Stored entries.
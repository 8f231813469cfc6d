//! Provides a struct [`ActivatedNotes`] for tracking notes that are currently held. Here "activated notes" means the
//! notes that are currently being played (e.g., depressed on a keyboard), regardless of whether or not those notes
//! are actually voiced.
//!
//! Two independent instances exist at runtime: the arpeggiator's [`HeldNotes`] and the voltage engine's
//! [`ActiveNoteStack`]. They see the same keys but are mutated on different rules (latch, quantization), so they
//! are never shared.

use tinyvec::ArrayVec;
use wmidi::{Note, U7};

/// Per the General MIDI Level 2 specification, compliant devices "must be capable of supplying polyphony of
/// 32 or more allocated notes simultaneously." Thus, this will be the default size of an ActivatedNotes instance.
pub const GM2_SIMUL_NOTE_NUM: usize = 32;

/// Notes buffered by the arpeggiator.
pub type HeldNotes = ActivatedNotes<GM2_SIMUL_NOTE_NUM>;

/// Raw held notes used to resolve the pitch CV.
pub type ActiveNoteStack = ActivatedNotes<GM2_SIMUL_NOTE_NUM>;

/// An insertion-ordered set of held notes, keyed by pitch, remembering the velocity each was played with.
///
/// Internally, this struct uses the [`U7`] type because [`tinyvec`] requires that `Items` implement [`Default`].
/// However, [`U7`] can be a bit unwieldy, so public interfaces deal with the related [`Note`] type for pitches.
#[derive(Clone, Copy, Debug, PartialEq)]
pub struct ActivatedNotes<const N: usize = GM2_SIMUL_NOTE_NUM> {
    /// `(pitch, velocity)` pairs in the order they were activated
    data: ArrayVec<[(U7, U7); N]>,
}

impl Default for ActivatedNotes {
    fn default() -> Self {
        Self::new()
    }
}

#[cfg(feature = "defmt")]
impl<const N: usize> defmt::Format for ActivatedNotes<N> {
    fn format(&self, fmt: defmt::Formatter) {
        defmt::write!(fmt, "ActivatedNotes {{ ");
        defmt::write!(fmt, "data: [");
        for (i, &(note, velocity)) in self.data.iter().enumerate() {
            if i == 0 {
                defmt::write!(fmt, " ");
            } else {
                defmt::write!(fmt, ", ");
            }
            defmt::write!(
                fmt,
                "{} ({}) @ {}",
                Note::from(note).to_str(),
                u8::from(note),
                u8::from(velocity)
            );
        }
        defmt::write!(fmt, " ]");
        defmt::write!(fmt, " }}");
    }
}

impl<const N: usize> ActivatedNotes<N> {
    /// Construct a new, empty `ActivatedNotes`.
    pub fn new() -> Self {
        Self {
            data: ArrayVec::new(),
        }
    }

    /// Add a [`Note`] to the list of those currently activated. Equivalent to depressing a key on a keyboard.
    ///
    /// Returns `false` if the note was already held or there was no room for it; the list is unchanged in that case.
    pub fn add(&mut self, note: Note, velocity: U7) -> bool {
        let pitch = U7::from_u8_lossy(note as u8);
        // only add if space allows and if the note isn't (somehow) already registered as active; otherwise, ignore input
        if self.data.len() == self.data.capacity() || self.contains(note) {
            return false;
        }
        self.data.push((pitch, velocity));
        true
    }

    /// Remove a [`Note`] from the list of those currently activated. Equivalent to releasing a depressed key on a keyboard.
    ///
    /// Returns whether the note was held.
    pub fn remove(&mut self, note: Note) -> bool {
        let pitch = U7::from_u8_lossy(note as u8);
        let before = self.data.len();
        self.data.retain(|&(n, _)| n != pitch);
        before != self.data.len()
    }

    /// Releases every note at once.
    pub fn clear(&mut self) {
        self.data.clear();
    }

    /// Determine if a specific [`Note`] is activated.
    pub fn contains(&self, note: Note) -> bool {
        let pitch = U7::from_u8_lossy(note as u8);
        self.data.iter().any(|&(n, _)| n == pitch)
    }

    /// Determine if any [`Note`]s are activated.
    pub fn is_empty(&self) -> bool {
        self.data.is_empty()
    }

    /// Number of activated notes.
    pub fn len(&self) -> usize {
        self.data.len()
    }

    /// Returns an [`Iterator`] over the activated [`Note`]s.
    ///
    /// Order is preserved; e.g., the first performed `Note` can be accessed via the first call to `.next()`, and the
    /// last performed `Note` is accessible via `.last()`.
    pub fn iter(&self) -> impl Iterator<Item = Note> + '_ {
        self.data.iter().map(|&(n, _)| Note::from(n))
    }

    /// Like [`iter`][Self::iter], but yields each note alongside its velocity.
    pub fn iter_with_velocity(&self) -> impl Iterator<Item = (Note, U7)> + '_ {
        self.data.iter().map(|&(n, v)| (Note::from(n), v))
    }
}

TASK PROMPT. All that is wanted is a faithful reproduction of the line above with "was played with.", the line with "Internally, this struct", and every line in between.

RESULT FOR THIS EXERCISE.
/// An insertion-ordered set of held notes, keyed by pitch, remembering the velocity each was played with.
///
/// Internally, this struct uses the [`U7`] type because [`tinyvec`] requires that `Items` implement [`Default`].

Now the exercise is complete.